Investors in South Korea pulled out of the stock market, following the impeachment of the country's president. Terrorist attacks in the Spanish capital of Madrid sent shock waves through global markets at the week's end and Asia was no exception.
South Korea's main share index lost more than 6 percent this week as investors sold massive amounts of stocks. Investor confidence was rattled by the political unrest, which culminated in the impeachment of President Roh Moo-hyun.
But late bargain hunting helped the Kospi finish the week a few points above its low of 822. The market closed at 848.
South Korea Finance Minister Lee Hun-jae vowed to maintain economic stability and South Korea's credit rating.
Many analysts do not see the political crisis as having a lasting effect on equities.
Ajay Kapur is a regional investment strategist with Citigroup in Hong Kong.
"The [South] Korean market has done exceedingly well this year until this week," said Ajay Kapur. "I think the valuations still look pretty good to me, so I expect this is only a temporary shock."
Elsewhere in Asia, markets took a beating following terror attacks on Madrid's commuter train system, which killed about 200 people.
While initially pointing to ETA - a separatist group from Spain's Basque region - claims that the international Islamic terror network, al Qaida, might be involved sent jitters through global markets.
Al Qaida is believed responsible for the September 11 terror attacks on New York and Washington that killed thousands. Mr.
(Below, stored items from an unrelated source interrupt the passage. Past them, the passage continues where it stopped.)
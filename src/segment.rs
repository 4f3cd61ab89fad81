//! Seeded object/background segmentation as a minimum s-t cut.
//!
//! The raster is encoded as a flow network in the Boykov–Funka-Lea style:
//! every pixel becomes a vertex, 4-neighbors are joined by boundary n-links
//! whose capacity decays with intensity contrast, and two terminal vertices
//! anchor the operator's seeds. Seed pixels connect to their terminal with a
//! capacity `K` strictly greater than any pixel's total boundary cost, so no
//! minimum cut can ever sever a seed anchor. Non-seed pixels connect to both
//! terminals with regional costs taken from Parzen-smoothed intensity
//! histograms of the two seed sets.
//!
//! The object mask is the non-terminal source side of the minimum cut.
//! Construction is `O(width * height)` network building plus one
//! Edmonds–Karp solve; everything runs synchronously on the calling thread.

use std::collections::HashSet;

use serde::{Deserialize, Serialize};
use tracing::info;

use crate::error::SegmentationError;
use crate::histogram::IntensityHistogram;
use crate::maxflow;
use crate::network::{FlowEdge, FlowNetwork, VertexId};
use crate::raster::{PixelIndex, Raster, SeedLabel};

// Terminal ids, outside the `i * width + j` range of any pixel vertex.
const SOURCE: VertexId = VertexId::MAX;
const SINK: VertexId = VertexId::MAX - 1;

/// Tunable weights of the segmentation energy.
///
/// The defaults are the calibrated values; masks produced with other
/// settings are still exact minimum cuts of the resulting energy, just a
/// different energy.
#[derive(Debug, Clone, Copy, PartialEq, Serialize, Deserialize)]
pub struct SegmenterConfig {
    /// Boundary smoothness scale: contrast beyond `sigma` makes a cheap cut.
    pub sigma: f64,
    /// Weight of the regional term relative to the boundary term.
    pub lambda: f64,
    /// Scale factor applied to every boundary capacity.
    pub dist: f64,
}

impl Default for SegmenterConfig {
    fn default() -> Self {
        Self {
            sigma: 60.0,
            lambda: 1.0,
            dist: 50.0,
        }
    }
}

/// Graph-cut segmenter for 2-D color rasters.
#[derive(Debug, Clone, Default)]
pub struct Segmenter {
    config: SegmenterConfig,
}

impl Segmenter {
    /// Create a segmenter with the default configuration.
    pub fn new() -> Self {
        Self::default()
    }

    /// Create a segmenter with an explicit configuration.
    pub fn with_config(config: SegmenterConfig) -> Self {
        Self { config }
    }

    /// The active configuration.
    pub fn config(&self) -> &SegmenterConfig {
        &self.config
    }

    /// Partition `raster` into object and background given the operator's
    /// seed sets, returning the indices of the object pixels.
    ///
    /// The result is exactly the non-terminal source side of the minimum
    /// s-t cut of the constructed network. Every object seed is in the
    /// mask and no background seed is. If an index appears in both seed
    /// sets, the object anchor wins.
    ///
    /// Fails if the raster is empty, either seed set is empty, or any seed
    /// index is out of range.
    pub fn segment(
        &self,
        raster: &Raster,
        seed_obj: &HashSet<PixelIndex>,
        seed_bkg: &HashSet<PixelIndex>,
    ) -> Result<HashSet<PixelIndex>, SegmentationError> {
        let width = raster.width();
        let height = raster.height();
        if width == 0 || height == 0 {
            return Err(SegmentationError::InvalidRaster { width, height });
        }
        if seed_obj.is_empty() {
            return Err(SegmentationError::EmptySeeds {
                label: SeedLabel::Object,
            });
        }
        if seed_bkg.is_empty() {
            return Err(SegmentationError::EmptySeeds {
                label: SeedLabel::Background,
            });
        }
        for &index in seed_obj.iter().chain(seed_bkg.iter()) {
            if !raster.contains(index) {
                return Err(SegmentationError::IndexOutOfRange {
                    index,
                    width,
                    height,
                });
            }
        }

        let intensities = raster.intensities();
        let mut network =
            FlowNetwork::with_capacity(width * height + 2, 6 * width * height);

        let anchor = self.add_n_links(&mut network, &intensities, width, height);
        self.add_t_links(
            &mut network,
            raster,
            &intensities,
            seed_obj,
            seed_bkg,
            anchor,
        )?;
        info!(
            width,
            height,
            vertices = network.num_vertices(),
            edges = network.num_edges(),
            anchor,
            "flow network constructed"
        );

        let solution = maxflow::solve(&mut network, SOURCE, SINK)?;

        let mut mask = HashSet::with_capacity(solution.min_cut().len());
        for &v in solution.min_cut() {
            if v != SOURCE && v != SINK {
                mask.insert(index_of(v, width));
            }
        }
        info!(
            max_flow = solution.max_flow(),
            object_pixels = mask.len(),
            "segmentation complete"
        );
        Ok(mask)
    }

    // Join every pixel to its 4-neighbors (left, right, up, down) with
    // boundary-cost capacities; each ordered pair is inserted once from each
    // side. Returns the seed anchor capacity K = 1 + the largest total
    // boundary cost at any pixel, which makes severing a seed anchor
    // strictly more expensive than any boundary cut.
    fn add_n_links(
        &self,
        network: &mut FlowNetwork,
        intensities: &[u8],
        width: usize,
        height: usize,
    ) -> u32 {
        let mut max_sum = 0.0f64;
        for i in 0..height {
            for j in 0..width {
                let mut sum = 0.0f64;
                if j > 0 {
                    sum += self.n_link(network, intensities, width, (i, j), (i, j - 1));
                }
                if j + 1 < width {
                    sum += self.n_link(network, intensities, width, (i, j), (i, j + 1));
                }
                if i > 0 {
                    sum += self.n_link(network, intensities, width, (i, j), (i - 1, j));
                }
                if i + 1 < height {
                    sum += self.n_link(network, intensities, width, (i, j), (i + 1, j));
                }
                max_sum = max_sum.max(sum);
            }
        }
        (1.0 + max_sum) as u32
    }

    // Add the single directed n-link p -> q and return its untruncated
    // boundary cost for the K accumulation.
    fn n_link(
        &self,
        network: &mut FlowNetwork,
        intensities: &[u8],
        width: usize,
        p: (usize, usize),
        q: (usize, usize),
    ) -> f64 {
        let cost = self.boundary_cost(
            intensities[p.0 * width + p.1],
            intensities[q.0 * width + q.1],
        );
        network.add_edge(FlowEdge::new(
            voxel_id(p.0, p.1, width),
            voxel_id(q.0, q.1, width),
            cost as u32,
        ));
        cost
    }

    // Boundary penalty between neighboring intensities:
    // dist * exp(-(delta^2) / (2 * sigma^2)). Largest for equal intensities,
    // decaying toward zero with contrast.
    fn boundary_cost(&self, a: u8, b: u8) -> f64 {
        let delta = f64::from(a) - f64::from(b);
        self.config.dist * (-(delta * delta) / (2.0 * self.config.sigma * self.config.sigma)).exp()
    }

    // Connect every pixel to the terminals: seeds get the `anchor` capacity
    // on their own terminal only, all other pixels get both regional
    // capacities from the seed histograms.
    fn add_t_links(
        &self,
        network: &mut FlowNetwork,
        raster: &Raster,
        intensities: &[u8],
        seed_obj: &HashSet<PixelIndex>,
        seed_bkg: &HashSet<PixelIndex>,
        anchor: u32,
    ) -> Result<(), SegmentationError> {
        let hist_obj = IntensityHistogram::from_seeds(raster, seed_obj, SeedLabel::Object)?;
        let hist_bkg = IntensityHistogram::from_seeds(raster, seed_bkg, SeedLabel::Background)?;

        let width = raster.width();
        for i in 0..raster.height() {
            for j in 0..width {
                let index = PixelIndex::new(i, j);
                let p = voxel_id(i, j, width);
                if seed_obj.contains(&index) {
                    network.add_edge(FlowEdge::new(SOURCE, p, anchor));
                } else if seed_bkg.contains(&index) {
                    network.add_edge(FlowEdge::new(p, SINK, anchor));
                } else {
                    let intensity = intensities[i * width + j];
                    let to_pixel =
                        (self.config.lambda * hist_obj.neg_log_likelihood(intensity)) as u32;
                    let to_sink =
                        (self.config.lambda * hist_bkg.neg_log_likelihood(intensity)) as u32;
                    network.add_edge(FlowEdge::new(SOURCE, p, to_pixel));
                    network.add_edge(FlowEdge::new(p, SINK, to_sink));
                }
            }
        }
        Ok(())
    }
}

/// Segment `raster` with the default configuration. See
/// [`Segmenter::segment`].
pub fn segment(
    raster: &Raster,
    seed_obj: &HashSet<PixelIndex>,
    seed_bkg: &HashSet<PixelIndex>,
) -> Result<HashSet<PixelIndex>, SegmentationError> {
    Segmenter::new().segment(raster, seed_obj, seed_bkg)
}

fn voxel_id(i: usize, j: usize, width: usize) -> VertexId {
    (i * width + j) as VertexId
}

fn index_of(id: VertexId, width: usize) -> PixelIndex {
    let width = width as VertexId;
    PixelIndex::new((id / width) as usize, (id % width) as usize)
}
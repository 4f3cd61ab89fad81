//! Maximum s-t flow and minimum s-t cut via shortest augmenting paths.
//!
//! Implements the Edmonds–Karp refinement of Ford–Fulkerson: each round runs
//! a breadth-first search over the implicit residual graph, augments along
//! the discovered path by its bottleneck residual capacity, and stops when
//! the sink is no longer reachable. The vertices reached by the final search
//! are the source side of a minimum cut.
//!
//! Worst-case complexity is `O(V * E^2)`: `O(V * E)` augmentation rounds of
//! `O(V + E)` each. In practice far fewer rounds are needed.
//!
//! The search visits the edges incident on a vertex in the order
//! [`FlowNetwork::neighbors`] yields them, and the first discovery of a
//! vertex wins. This makes the augmenting path, and therefore the specific
//! minimum cut reported on ambiguous instances, deterministic.
//!
//! # Example
//!
//! ```rust
//! use seedcut::maxflow;
//! use seedcut::network::{FlowEdge, FlowNetwork};
//!
//! let mut network = FlowNetwork::new();
//! network.add_edge(FlowEdge::new(0, 1, 1));
//! network.add_edge(FlowEdge::new(1, 2, 2));
//!
//! let solution = maxflow::solve(&mut network, 0, 2).unwrap();
//! assert_eq!(solution.max_flow(), 1);
//! assert!(solution.in_cut(0));
//! assert!(!solution.in_cut(1));
//! ```

use std::collections::{HashMap, HashSet, VecDeque};

use tracing::{debug, trace};

use crate::error::FlowError;
use crate::network::{Capacity, EdgeId, FlowNetwork, VertexId};

/// Result of a max-flow computation: the flow value and the source side of a
/// minimum cut.
#[derive(Debug, Clone)]
pub struct MinCutSolution {
    value: u64,
    marked: HashSet<VertexId>,
}

impl MinCutSolution {
    /// Value of the maximum flow.
    pub fn max_flow(&self) -> u64 {
        self.value
    }

    /// The source side of the minimum cut: every vertex still reachable from
    /// the source in the residual graph of the maximum flow.
    pub fn min_cut(&self) -> &HashSet<VertexId> {
        &self.marked
    }

    /// Whether `vertex` is on the source side of the minimum cut.
    pub fn in_cut(&self, vertex: VertexId) -> bool {
        self.marked.contains(&vertex)
    }
}

/// Compute a maximum flow from `source` to `sink` and the accompanying
/// minimum cut.
///
/// The network's edge flows are mutated in place; on success they describe a
/// maximum feasible flow. Preconditions: both terminals are in the network,
/// `source != sink`, and the initial flow is feasible (every edge within its
/// capacity, zero net flow at every non-terminal vertex, non-negative net
/// flow into the sink).
pub fn solve(
    network: &mut FlowNetwork,
    source: VertexId,
    sink: VertexId,
) -> Result<MinCutSolution, FlowError> {
    if !network.contains(source) {
        return Err(FlowError::UnknownVertex { vertex: source });
    }
    if !network.contains(sink) {
        return Err(FlowError::UnknownVertex { vertex: sink });
    }
    if source == sink {
        return Err(FlowError::SourceEqualsSink { vertex: source });
    }
    check_initial_flow(network, source, sink)?;

    let mut value = excess(network, sink)? as u64;
    let mut marked: HashSet<VertexId> = HashSet::new();
    let mut parent: HashMap<VertexId, EdgeId> = HashMap::new();
    let mut queue: VecDeque<VertexId> = VecDeque::new();
    let mut rounds = 0u64;

    while has_augmenting_path(network, source, sink, &mut marked, &mut parent, &mut queue)? {
        // bottleneck: minimum residual capacity along the recorded path
        let mut bottleneck = Capacity::MAX;
        let mut current = sink;
        while current != source {
            let edge = &network[parent[&current]];
            bottleneck = bottleneck.min(edge.residual_capacity(current)?);
            current = edge.other(current)?;
        }

        // augment: push the bottleneck along the path, forward or backward
        // as each edge's orientation requires
        let mut current = sink;
        while current != source {
            let id = parent[&current];
            let next = network[id].other(current)?;
            network[id].add_residual_flow(current, bottleneck)?;
            current = next;
        }

        value += u64::from(bottleneck);
        rounds += 1;
        trace!(bottleneck, value, "augmented along shortest residual path");
    }

    debug!(rounds, value, "sink unreachable in residual graph; flow is maximum");
    let solution = MinCutSolution { value, marked };
    debug_assert!(certify(network, source, sink, &solution));
    Ok(solution)
}

// Breadth-first search over the residual graph. On return `marked` holds
// every vertex reachable from the source and `parent` the edge used to reach
// it; the result says whether the sink was among them. The scratch
// collections are cleared and reused across rounds.
fn has_augmenting_path(
    network: &FlowNetwork,
    source: VertexId,
    sink: VertexId,
    marked: &mut HashSet<VertexId>,
    parent: &mut HashMap<VertexId, EdgeId>,
    queue: &mut VecDeque<VertexId>,
) -> Result<bool, FlowError> {
    marked.clear();
    parent.clear();
    queue.clear();

    queue.push_back(source);
    marked.insert(source);
    while let Some(v) = queue.pop_front() {
        if marked.contains(&sink) {
            break;
        }
        for id in network.neighbors(v)? {
            let edge = &network[id];
            let w = edge.other(v)?;
            if edge.residual_capacity(w)? > 0 && !marked.contains(&w) {
                parent.insert(w, id);
                marked.insert(w);
                queue.push_back(w);
            }
        }
    }
    Ok(marked.contains(&sink))
}

// Net flow into `vertex`: inflow minus outflow.
fn excess(network: &FlowNetwork, vertex: VertexId) -> Result<i64, FlowError> {
    let mut excess = 0i64;
    for &id in network.in_edges(vertex)? {
        excess += i64::from(network[id].flow());
    }
    for &id in network.out_edges(vertex)? {
        excess -= i64::from(network[id].flow());
    }
    Ok(excess)
}

// Solver precondition: the flow already on the network must be feasible.
fn check_initial_flow(
    network: &FlowNetwork,
    source: VertexId,
    sink: VertexId,
) -> Result<(), FlowError> {
    for edge in network.edges() {
        if edge.flow() > edge.capacity() {
            return Err(FlowError::InitialFlowInfeasible {
                detail: format!("edge {edge} exceeds its capacity"),
            });
        }
    }
    for v in network.vertices() {
        if v == source || v == sink {
            continue;
        }
        let e = excess(network, v)?;
        if e != 0 {
            return Err(FlowError::InitialFlowInfeasible {
                detail: format!("net flow {e} at non-terminal vertex {v}"),
            });
        }
    }
    if excess(network, sink)? < 0 {
        return Err(FlowError::InitialFlowInfeasible {
            detail: "negative net flow into the sink".to_string(),
        });
    }
    Ok(())
}

// Optimality certificate, checked in debug builds: the flow is feasible, the
// terminals sit on opposite sides of the cut, and the cut's capacity equals
// the flow value.
fn certify(
    network: &FlowNetwork,
    source: VertexId,
    sink: VertexId,
    solution: &MinCutSolution,
) -> bool {
    if check_initial_flow(network, source, sink).is_err() {
        return false;
    }
    if !solution.in_cut(source) || solution.in_cut(sink) {
        return false;
    }
    let cut_capacity: u64 = network
        .edges()
        .filter(|e| solution.in_cut(e.source()) && !solution.in_cut(e.target()))
        .map(|e| u64::from(e.capacity()))
        .sum();
    cut_capacity == solution.value
}
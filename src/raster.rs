//! Raster and pixel value types.
//!
//! A [`Raster`] is an owned, row-major grid of [`Rgb`] pixels. The index
//! arithmetic lives in exactly one private function so that no other module
//! has to reason about the layout. [`PixelIndex`] addresses a pixel by
//! `(row, column)` and is the unit of the seed sets and of the returned
//! object mask.

use std::fmt;

use serde::{Deserialize, Serialize};

use crate::error::SegmentationError;

/// A 24-bit RGB pixel.
#[derive(Debug, Clone, Copy, PartialEq, Eq, Hash, Serialize, Deserialize)]
pub struct Rgb {
    /// Red channel.
    pub r: u8,
    /// Green channel.
    pub g: u8,
    /// Blue channel.
    pub b: u8,
}

impl Rgb {
    /// Pure black.
    pub const BLACK: Rgb = Rgb::new(0, 0, 0);
    /// Pure white.
    pub const WHITE: Rgb = Rgb::new(255, 255, 255);

    /// Create a pixel from its channels.
    pub const fn new(r: u8, g: u8, b: u8) -> Self {
        Self { r, g, b }
    }

    /// Intensity of the pixel, defined as the maximum channel value.
    pub fn intensity(self) -> u8 {
        self.r.max(self.g).max(self.b)
    }
}

/// A `(row, column)` position in a raster. Equality and hashing are by value.
#[derive(
    Debug, Clone, Copy, PartialEq, Eq, Hash, PartialOrd, Ord, Serialize, Deserialize,
)]
pub struct PixelIndex {
    /// Row, counted from the top.
    pub i: usize,
    /// Column, counted from the left.
    pub j: usize,
}

impl PixelIndex {
    /// Create an index from row `i` and column `j`.
    pub const fn new(i: usize, j: usize) -> Self {
        Self { i, j }
    }
}

impl fmt::Display for PixelIndex {
    fn fmt(&self, f: &mut fmt::Formatter<'_>) -> fmt::Result {
        write!(f, "({}, {})", self.i, self.j)
    }
}

/// Which of the two operator seed sets a value belongs to.
#[derive(Debug, Clone, Copy, PartialEq, Eq, Hash, Serialize, Deserialize)]
pub enum SeedLabel {
    /// Pixels the operator marked as object.
    Object,
    /// Pixels the operator marked as background.
    Background,
}

impl fmt::Display for SeedLabel {
    fn fmt(&self, f: &mut fmt::Formatter<'_>) -> fmt::Result {
        match self {
            SeedLabel::Object => write!(f, "object"),
            SeedLabel::Background => write!(f, "background"),
        }
    }
}

/// An owned row-major grid of RGB pixels.
///
/// Constructors validate that both dimensions are positive and that all rows
/// have equal length, so a `Raster` in hand is always well formed.
#[derive(Debug, Clone, PartialEq, Eq)]
pub struct Raster {
    width: usize,
    height: usize,
    pixels: Vec<Rgb>,
}

impl Raster {
    /// Create a raster of the given dimensions with every pixel set to
    /// `fill`.
    pub fn filled(width: usize, height: usize, fill: Rgb) -> Result<Self, SegmentationError> {
        if width == 0 || height == 0 {
            return Err(SegmentationError::InvalidRaster { width, height });
        }
        Ok(Self {
            width,
            height,
            pixels: vec![fill; width * height],
        })
    }

    /// Build a raster from rows of pixels, e.g. as produced by an image
    /// loader. Fails with `InvalidRaster` if there are no rows, no columns,
    /// or the rows are ragged.
    pub fn from_rows(rows: Vec<Vec<Rgb>>) -> Result<Self, SegmentationError> {
        let height = rows.len();
        let width = rows.first().map_or(0, Vec::len);
        if width == 0 || height == 0 || rows.iter().any(|row| row.len() != width) {
            return Err(SegmentationError::InvalidRaster { width, height });
        }
        let mut pixels = Vec::with_capacity(width * height);
        for row in rows {
            pixels.extend(row);
        }
        Ok(Self {
            width,
            height,
            pixels,
        })
    }

    // The one and only place that maps (i, j) onto the flat buffer.
    fn offset(&self, index: PixelIndex) -> usize {
        index.i * self.width + index.j
    }

    /// Number of columns.
    pub fn width(&self) -> usize {
        self.width
    }

    /// Number of rows.
    pub fn height(&self) -> usize {
        self.height
    }

    /// Whether `index` lies inside the raster.
    pub fn contains(&self, index: PixelIndex) -> bool {
        index.i < self.height && index.j < self.width
    }

    /// The pixel at `index`, or `None` if the index is out of range.
    pub fn get(&self, index: PixelIndex) -> Option<Rgb> {
        if self.contains(index) {
            Some(self.pixels[self.offset(index)])
        } else {
            None
        }
    }

    /// Overwrite the pixel at `index`.
    pub fn set(&mut self, index: PixelIndex, color: Rgb) -> Result<(), SegmentationError> {
        if !self.contains(index) {
            return Err(SegmentationError::IndexOutOfRange {
                index,
                width: self.width,
                height: self.height,
            });
        }
        let offset = self.offset(index);
        self.pixels[offset] = color;
        Ok(())
    }

    /// Intensities of all pixels in row-major order.
    ///
    /// The segmentation builder keeps this sibling array instead of storing a
    /// color inside every graph vertex.
    pub fn intensities(&self) -> Vec<u8> {
        self.pixels.iter().map(|p| p.intensity()).collect()
    }
}
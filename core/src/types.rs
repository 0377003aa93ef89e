//! Domain types for the content API.
//!
//! # Design
//! Content records are schema-less on the client side: the server decides
//! which fields a content type has, so records are kept as JSON maps.

use std::fmt;

use serde::{Deserialize, Serialize};
use serde_json::{Map, Value};

use crate::http::HttpResponse;

/// A single content record as returned by the API.
pub type Record = Map<String, Value>;

/// Decoded `{ "data": [...] }` envelope together with the raw response.
#[derive(Debug, Clone, PartialEq)]
pub struct ApiResponse {
    pub raw: HttpResponse,
    pub data: Vec<Record>,
}

impl ApiResponse {
    /// First record of the envelope, if any.
    pub fn first(&self) -> Option<&Record> {
        self.data.first()
    }
}

#[derive(Debug, Deserialize)]
pub(crate) struct Envelope {
    #[serde(default)]
    pub data: Vec<Record>,
}

/// Sort order for collection queries.
#[derive(Debug, Clone, Copy, PartialEq, Eq, Default, Serialize, Deserialize)]
#[serde(rename_all = "UPPERCASE")]
pub enum Order {
    Asc,
    #[default]
    Desc,
}

impl Order {
    pub fn as_str(&self) -> &'static str {
        match self {
            Order::Asc => "ASC",
            Order::Desc => "DESC",
        }
    }
}

impl fmt::Display for Order {
    fn fmt(&self, f: &mut fmt::Formatter<'_>) -> fmt::Result {
        f.write_str(self.as_str())
    }
}

pub const DEFAULT_COUNT: u32 = 10;

/// Paging options for `contents` and `search`.
#[derive(Debug, Clone, Copy, PartialEq, Eq, Serialize, Deserialize)]
#[serde(default)]
pub struct QueryOptions {
    /// Page size; 0 means "unspecified" and is sent as the default of 10.
    pub count: u32,
    pub offset: u32,
    pub order: Order,
}

impl Default for QueryOptions {
    fn default() -> Self {
        Self {
            count: DEFAULT_COUNT,
            offset: 0,
            order: Order::Desc,
        }
    }
}

impl QueryOptions {
    pub(crate) fn effective_count(&self) -> u32 {
        if self.count == 0 {
            DEFAULT_COUNT
        } else {
            self.count
        }
    }
}

#[cfg(test)]
mod tests {
    use super::*;

    #[test]
    fn envelope_without_data_is_empty() {
        let env: Envelope = serde_json::from_str("{}").unwrap();
        assert!(env.data.is_empty());
    }

    #[test]
    fn envelope_rejects_non_record_items() {
        let result: Result<Envelope, _> = serde_json::from_str(r#"{"data":[1,2]}"#);
        assert!(result.is_err());
    }

    #[test]
    fn query_options_defaults() {
        let opts = QueryOptions::default();
        assert_eq!(opts.count, 10);
        assert_eq!(opts.offset, 0);
        assert_eq!(opts.order, Order::Desc);

        let zero = QueryOptions {
            count: 0,
            ..QueryOptions::default()
        };
        assert_eq!(zero.effective_count(), 10);
    }

    #[test]
    fn order_deserializes_uppercase() {
        let opts: QueryOptions = serde_json::from_str(r#"{"order":"ASC"}"#).unwrap();
        assert_eq!(opts.order, Order::Asc);
        assert_eq!(opts.count, 10);
    }
}
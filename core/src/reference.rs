//! Resolution of reference URIs embedded in content records.
//!
//! A record that points at another record stores a path such as
//! `/api/content?type=Author&id=4`. `parse_reference_uri` turns that path
//! into a `Target` that can be fetched with `ContentClient::content`.

use std::fmt;

use crate::error::ReferenceError;

/// Path prefix every reference URI must carry.
pub const REFERENCE_PREFIX: &str = "/api/content?";

/// Lookup criteria for a single content item.
#[derive(Debug, Clone, PartialEq, Eq, Hash)]
pub struct Target {
    pub content_type: String,
    pub id: i64,
}

impl Target {
    /// Canonical reference URI for this target.
    pub fn endpoint(&self) -> String {
        let query = url::form_urlencoded::Serializer::new(String::new())
            .append_pair("type", &self.content_type)
            .append_pair("id", &self.id.to_string())
            .finish();
        format!("{REFERENCE_PREFIX}{query}")
    }
}

impl fmt::Display for Target {
    fn fmt(&self, f: &mut fmt::Formatter<'_>) -> fmt::Result {
        write!(f, "{}#{}", self.content_type, self.id)
    }
}

/// Parse a reference URI into a `Target`. `type` is validated before `id`.
pub fn parse_reference_uri(uri: &str) -> Result<Target, ReferenceError> {
    let query = uri
        .strip_prefix(REFERENCE_PREFIX)
        .ok_or_else(|| ReferenceError::Malformed(uri.to_string()))?;

    let mut content_type = None;
    let mut id = None;
    for (k, v) in url::form_urlencoded::parse(query.as_bytes()) {
        match k.as_ref() {
            "type" if content_type.is_none() => content_type = Some(v.into_owned()),
            "id" if id.is_none() => id = Some(v.into_owned()),
            _ => {}
        }
    }

    let content_type = content_type
        .filter(|t| !t.is_empty())
        .ok_or_else(|| ReferenceError::MissingType(uri.to_string()))?;
    let id = id
        .filter(|i| !i.is_empty())
        .ok_or_else(|| ReferenceError::MissingId(uri.to_string()))?;

    Ok(Target {
        content_type,
        id: id.parse()?,
    })
}

#[cfg(test)]
mod tests {
    use super::*;

    #[test]
    fn parses_type_and_id() {
        let target = parse_reference_uri("/api/content?type=Test&id=1").unwrap();
        assert_eq!(
            target,
            Target {
                content_type: "Test".to_string(),
                id: 1
            }
        );
    }

    #[test]
    fn parameter_order_does_not_matter() {
        let target = parse_reference_uri("/api/content?id=42&type=Author").unwrap();
        assert_eq!(target.content_type, "Author");
        assert_eq!(target.id, 42);
    }

    #[test]
    fn missing_prefix() {
        let err = parse_reference_uri("/api/content").unwrap_err();
        assert_eq!(err.to_string(), "improperly formatted reference URI: /api/content");
    }

    #[test]
    fn missing_id() {
        let err = parse_reference_uri("/api/content?type=Test&noID=1").unwrap_err();
        assert_eq!(
            err.to_string(),
            "reference URI missing 'id' value: /api/content?type=Test&noID=1"
        );
    }

    #[test]
    fn missing_type() {
        let err = parse_reference_uri("/api/content?noType=Test&id=1").unwrap_err();
        assert_eq!(
            err.to_string(),
            "reference URI missing 'type' value: /api/content?noType=Test&id=1"
        );
    }

    #[test]
    fn empty_values_count_as_missing() {
        assert!(matches!(
            parse_reference_uri("/api/content?type=&id=1"),
            Err(ReferenceError::MissingType(_))
        ));
        assert!(matches!(
            parse_reference_uri("/api/content?type=T&id="),
            Err(ReferenceError::MissingId(_))
        ));
    }

    #[test]
    fn non_numeric_id() {
        let err = parse_reference_uri("/api/content?type=T&id=abc").unwrap_err();
        assert!(matches!(err, ReferenceError::InvalidId(_)));
    }

    #[test]
    fn endpoint_roundtrips() {
        let target = Target {
            content_type: "Blog Post".to_string(),
            id: 7,
        };
        assert_eq!(target.endpoint(), "/api/content?type=Blog+Post&id=7");
        assert_eq!(parse_reference_uri(&target.endpoint()).unwrap(), target);
    }
}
Kapur says that if further evidence points to al Qaida, global markets may take longer to recover.
"I think that if it is al Qaida, that is going to be perceived more negatively than if it is ETA," he said.
By the week's end, Tokyo's Nikkei index lost 3.2 percent to end at 11,162.
Taipei's Taiex index was down 2 percent to close at 6,800.
And Hong Kong's Hang Seng finished at 12,932, 4 percent lower than last week's ending.